The International Monetary Fund (IMF) said a steep rise in the domestic demand, rise in government sponsored procurement prices of farm produces and jumping crude oil prices have resulted in the current inflationary trends in the country.
India’s average inflation is likely to increase to 5.2 per cent in the financial year 2018-19 from a 17 year low of 3.6 per cent recorded in the last fiscal year, the IMF pointed out in its report on Wednesday (8).
Reserve Bank of India (RBI) raised repo rate for the second time by 25 basis points to 6.5 per cent and expressed its concern over possible inflationary trends in the domestic market in the near future. India’s annual consumer inflation rate touched 5 per cent in June, 2018 staying above the RBI’s medium 4 per cent target.
According to an estimation by the IMF, global crude oil prices are likely to average $72 a barrel in 2018-19, up from $62 stated in its earlier forecast for global crude oil prices.
Ranil Salgado, IMF mission chief for India, sharing his positive outlook on India’s Good and Service Tax (GST) said, “GST created a unified national market for the first time by lowering internal barriers to trade effectively establishing a free trade agreement for a market of over 1.3 billion people.
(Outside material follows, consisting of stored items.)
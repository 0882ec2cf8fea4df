//! Facade tying the assistant client to the rest of the bridge.

use std::sync::Arc;

use crate::assistant::{AssistantClient, AssistantResponse, ClaudeCli, QueryOptions};

pub struct Bridge {
    client: Arc<dyn AssistantClient>,
    defaults: QueryOptions,
}

impl Bridge {
    pub fn new(client: Arc<dyn AssistantClient>, defaults: QueryOptions) -> Self {
        Self { client, defaults }
    }

    /// Bridge over the `claude` binary found at `binary`.
    pub fn claude(binary: &str, defaults: QueryOptions) -> Self {
        Self::new(Arc::new(ClaudeCli::new(binary, defaults.clone())), defaults)
    }

    /// Probe the assistant; logs when it cannot be used.
    pub async fn initialize(&self) -> bool {
        let ready = self.client.is_available().await;
        if ready {
            tracing::info!("assistant CLI available");
        } else {
            tracing::error!("assistant CLI not found; install it and make sure it is on PATH");
        }
        ready
    }

    pub async fn is_ready(&self) -> bool {
        self.client.is_available().await
    }

    pub async fn version(&self) -> Option<String> {
        self.client.version().await
    }

    pub async fn ask(
        &self,
        prompt: &str,
        session_id: &str,
        options: Option<&QueryOptions>,
    ) -> AssistantResponse {
        let merged = options
            .map(|o| o.merged_over(&self.defaults))
            .unwrap_or_else(|| self.defaults.clone());
        tracing::debug!("asking session {} ({} chars)", session_id, prompt.len());
        let response = self
            .client
            .query_with_session(prompt, session_id, &merged)
            .await;
        if response.success {
            tracing::info!(
                "session {} answered in {}ms",
                session_id,
                response.elapsed.as_millis()
            );
        } else {
            tracing::warn!(
                "session {} failed after {}ms: {}",
                session_id,
                response.elapsed.as_millis(),
                response.error.as_deref().unwrap_or("unknown error")
            );
        }
        response
    }
}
The tax is also expected to increase the amount of economic activity taking place in the formal sector of the economy – leading to better quality and more reliable jobs.”
“As a result, the goods and services tax should improve productivity and boost medium-term potential growth, while also creating room for the government to increase much needed social and infrastructure spending,” Ranil Salgado pointed out.